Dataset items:
*** Begin section ***

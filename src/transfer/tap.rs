//! Picks transfer responses out of the log stream.
//!
//! Peripherals answer transfer requests inside `USER_SPACE_DATA`, framed the
//! same way as log packets. The tap reassembles frames per processor and
//! keeps the ones that are transfer responses, handing them to the
//! orchestrator through two ping-pong slots:
//!
//! ```text
//! reader ──accept──► FrameBuffer ──is_transfer_response──► [slot 0 | slot 1] ──wait──► orchestrator
//! ```

use std::sync::atomic::{AtomicBool, Ordering};
use std::time::{Duration, Instant};

use parking_lot::{Condvar, Mutex};

use crate::mux::DataSink;
use crate::protocol::qsr::is_transfer_response;
use crate::protocol::stream::NUM_PROC;
use crate::protocol::{FrameBuffer, Framing};

/// Outcome of a bounded wait.
#[derive(Debug, Clone, PartialEq, Eq)]
pub enum WaitResult<T> {
    Ready(T),
    TimedOut,
}

struct SlotState {
    slots: [Option<Vec<u8>>; 2],
    /// Slot the tap fills next.
    write: usize,
    /// Slot the orchestrator takes next.
    read: usize,
    closed: bool,
}

/// Two read slots shared by the tap and the orchestrator.
pub(crate) struct ResponseSlots {
    state: Mutex<SlotState>,
    filled: Condvar,
    emptied: Condvar,
}

impl ResponseSlots {
    pub fn new() -> Self {
        Self {
            state: Mutex::new(SlotState {
                slots: [None, None],
                write: 0,
                read: 0,
                closed: false,
            }),
            filled: Condvar::new(),
            emptied: Condvar::new(),
        }
    }

    /// Store `packet`, waiting up to `timeout` for the slot to be taken.
    /// Returns `false` if the packet was dropped.
    pub fn put(&self, packet: Vec<u8>, timeout: Duration) -> bool {
        let deadline = Instant::now() + timeout;
        let mut state = self.state.lock();
        while state.slots[state.write].is_some() {
            if state.closed {
                return false;
            }
            if self.emptied.wait_until(&mut state, deadline).timed_out()
                && state.slots[state.write].is_some()
            {
                return false;
            }
        }
        let write = state.write;
        state.slots[write] = Some(packet);
        state.write = 1 - write;
        drop(state);
        self.filled.notify_all();
        true
    }

    /// Take the next packet, waiting up to `timeout`.
    pub fn take(&self, timeout: Duration) -> WaitResult<Vec<u8>> {
        let deadline = Instant::now() + timeout;
        let mut state = self.state.lock();
        loop {
            let read = state.read;
            if let Some(packet) = state.slots[read].take() {
                state.read = 1 - read;
                drop(state);
                self.emptied.notify_all();
                return WaitResult::Ready(packet);
            }
            if state.closed {
                return WaitResult::TimedOut;
            }
            if self.filled.wait_until(&mut state, deadline).timed_out()
                && state.slots[state.read].is_none()
            {
                return WaitResult::TimedOut;
            }
        }
    }

    /// Drop anything left from an earlier exchange.
    pub fn clear(&self) {
        let mut state = self.state.lock();
        state.slots = [None, None];
        state.write = 0;
        state.read = 0;
        drop(state);
        self.emptied.notify_all();
    }

    /// Fail every current and future wait.
    pub fn close(&self) {
        self.state.lock().closed = true;
        self.filled.notify_all();
        self.emptied.notify_all();
    }
}

/// [`DataSink`] feeding transfer responses to the orchestrator.
///
/// Inactive taps ignore the stream entirely.
pub struct ResponseTap {
    active: AtomicBool,
    framers: Mutex<Vec<FrameBuffer>>,
    slots: ResponseSlots,
    max_packet: usize,
    put_timeout: Duration,
}

impl ResponseTap {
    pub(crate) fn new(hdlc_enabled: bool, max_packet: usize, put_timeout: Duration) -> Self {
        let framing = framing_for(hdlc_enabled);
        Self {
            active: AtomicBool::new(false),
            framers: Mutex::new((0..NUM_PROC).map(|_| FrameBuffer::new(framing)).collect()),
            slots: ResponseSlots::new(),
            max_packet,
            put_timeout,
        }
    }

    #[inline]
    pub fn is_active(&self) -> bool {
        self.active.load(Ordering::Acquire)
    }

    /// Start or stop collecting responses. Both edges discard partial frames
    /// and stale responses.
    pub(crate) fn set_active(&self, active: bool) {
        for framer in self.framers.lock().iter_mut() {
            framer.clear();
        }
        self.slots.clear();
        self.active.store(active, Ordering::Release);
    }

    /// Wait for the next response.
    pub fn wait_response(&self, timeout: Duration) -> WaitResult<Vec<u8>> {
        self.slots.take(timeout)
    }

    /// Wake the orchestrator for shutdown.
    pub(crate) fn close(&self) {
        self.active.store(false, Ordering::Release);
        self.slots.close();
    }
}

fn framing_for(hdlc_enabled: bool) -> Framing {
    if hdlc_enabled {
        Framing::Hdlc
    } else {
        Framing::NonHdlc
    }
}

impl DataSink for ResponseTap {
    fn accept(&self, proc: usize, data: &[u8]) {
        if !self.is_active() {
            return;
        }
        let packets = {
            let mut framers = self.framers.lock();
            match framers.get_mut(proc) {
                Some(framer) => framer.push(data),
                None => return,
            }
        };
        for packet in packets {
            if !is_transfer_response(&packet) {
                continue;
            }
            if packet.len() > self.max_packet {
                tracing::warn!(
                    "Dropping {} byte transfer response (limit {})",
                    packet.len(),
                    self.max_packet
                );
                continue;
            }
            if !self.slots.put(packet, self.put_timeout) {
                tracing::warn!("Transfer read slots full, dropping response");
            }
        }
    }

    fn set_hdlc(&self, enabled: bool) {
        let framing = framing_for(enabled);
        for framer in self.framers.lock().iter_mut() {
            framer.set_framing(framing);
        }
    }
}

#[cfg(test)]
mod tests {
    use super::*;
    use crate::codec::hdlc;
    use crate::protocol::non_hdlc_frame;
    use crate::protocol::qsr::{encode, QsrPeripheral};
    use std::sync::Arc;
    use std::thread;

    const SHORT: Duration = Duration::from_millis(20);

    fn tap(hdlc_enabled: bool) -> ResponseTap {
        let tap = ResponseTap::new(hdlc_enabled, 5000, SHORT);
        tap.set_active(true);
        tap
    }

    #[test]
    fn test_slots_ping_pong() {
        let slots = ResponseSlots::new();
        assert!(slots.put(b"one".to_vec(), SHORT));
        assert!(slots.put(b"two".to_vec(), SHORT));
        assert!(!slots.put(b"three".to_vec(), SHORT));

        assert_eq!(slots.take(SHORT), WaitResult::Ready(b"one".to_vec()));
        assert!(slots.put(b"four".to_vec(), SHORT));
        assert_eq!(slots.take(SHORT), WaitResult::Ready(b"two".to_vec()));
        assert_eq!(slots.take(SHORT), WaitResult::Ready(b"four".to_vec()));
        assert_eq!(slots.take(SHORT), WaitResult::TimedOut);
    }

    #[test]
    fn test_close_wakes_waiter() {
        let slots = Arc::new(ResponseSlots::new());
        let waiter = {
            let slots = Arc::clone(&slots);
            thread::spawn(move || slots.take(Duration::from_secs(30)))
        };
        thread::sleep(Duration::from_millis(20));
        slots.close();
        assert_eq!(waiter.join().unwrap(), WaitResult::TimedOut);
    }

    #[test]
    fn test_take_wakes_on_put() {
        let slots = Arc::new(ResponseSlots::new());
        let producer = {
            let slots = Arc::clone(&slots);
            thread::spawn(move || {
                thread::sleep(Duration::from_millis(20));
                slots.put(b"late".to_vec(), SHORT)
            })
        };
        assert_eq!(
            slots.take(Duration::from_secs(5)),
            WaitResult::Ready(b"late".to_vec())
        );
        assert!(producer.join().unwrap());
    }

    #[test]
    fn test_hdlc_response_accepted() {
        let tap = tap(true);
        let packet = encode::close(QsrPeripheral::Modem, 3);
        let frame = hdlc::encode(&packet);

        tap.accept(0, &frame[..5]);
        assert_eq!(tap.wait_response(SHORT), WaitResult::TimedOut);
        tap.accept(0, &frame[5..]);
        assert_eq!(tap.wait_response(SHORT), WaitResult::Ready(packet));
    }

    #[test]
    fn test_non_hdlc_response_accepted() {
        let tap = tap(false);
        let packet = encode::close(QsrPeripheral::Adsp, 1);
        tap.accept(1, &non_hdlc_frame(&packet));
        assert_eq!(tap.wait_response(SHORT), WaitResult::Ready(packet));
    }

    #[test]
    fn test_other_packets_ignored() {
        let tap = tap(true);
        tap.accept(0, &hdlc::encode(b"\x10\x00log packet"));
        assert_eq!(tap.wait_response(SHORT), WaitResult::TimedOut);
    }

    #[test]
    fn test_inactive_tap_ignores_stream() {
        let tap = tap(true);
        tap.set_active(false);
        tap.accept(0, &hdlc::encode(&encode::close(QsrPeripheral::Modem, 3)));
        assert_eq!(tap.wait_response(SHORT), WaitResult::TimedOut);
    }

    #[test]
    fn test_hdlc_toggle_switches_framing() {
        let tap = tap(true);
        tap.set_hdlc(false);
        let packet = encode::close(QsrPeripheral::Slpi, 9);
        tap.accept(0, &non_hdlc_frame(&packet));
        assert_eq!(tap.wait_response(SHORT), WaitResult::Ready(packet));
    }

    #[test]
    fn test_oversized_response_dropped() {
        let tap = ResponseTap::new(true, 16, SHORT);
        tap.set_active(true);
        let packet = encode::read(QsrPeripheral::Modem, 0, 1, 0, &[0; 64]);
        tap.accept(0, &hdlc::encode(&packet));
        assert_eq!(tap.wait_response(SHORT), WaitResult::TimedOut);
    }
}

*** End section ***

- _WORK TO BE COMPLETED_:
Each line of the data above that contains the string "Ordering" should be counted; give only the total.

- _TASK RESPONSE_:
4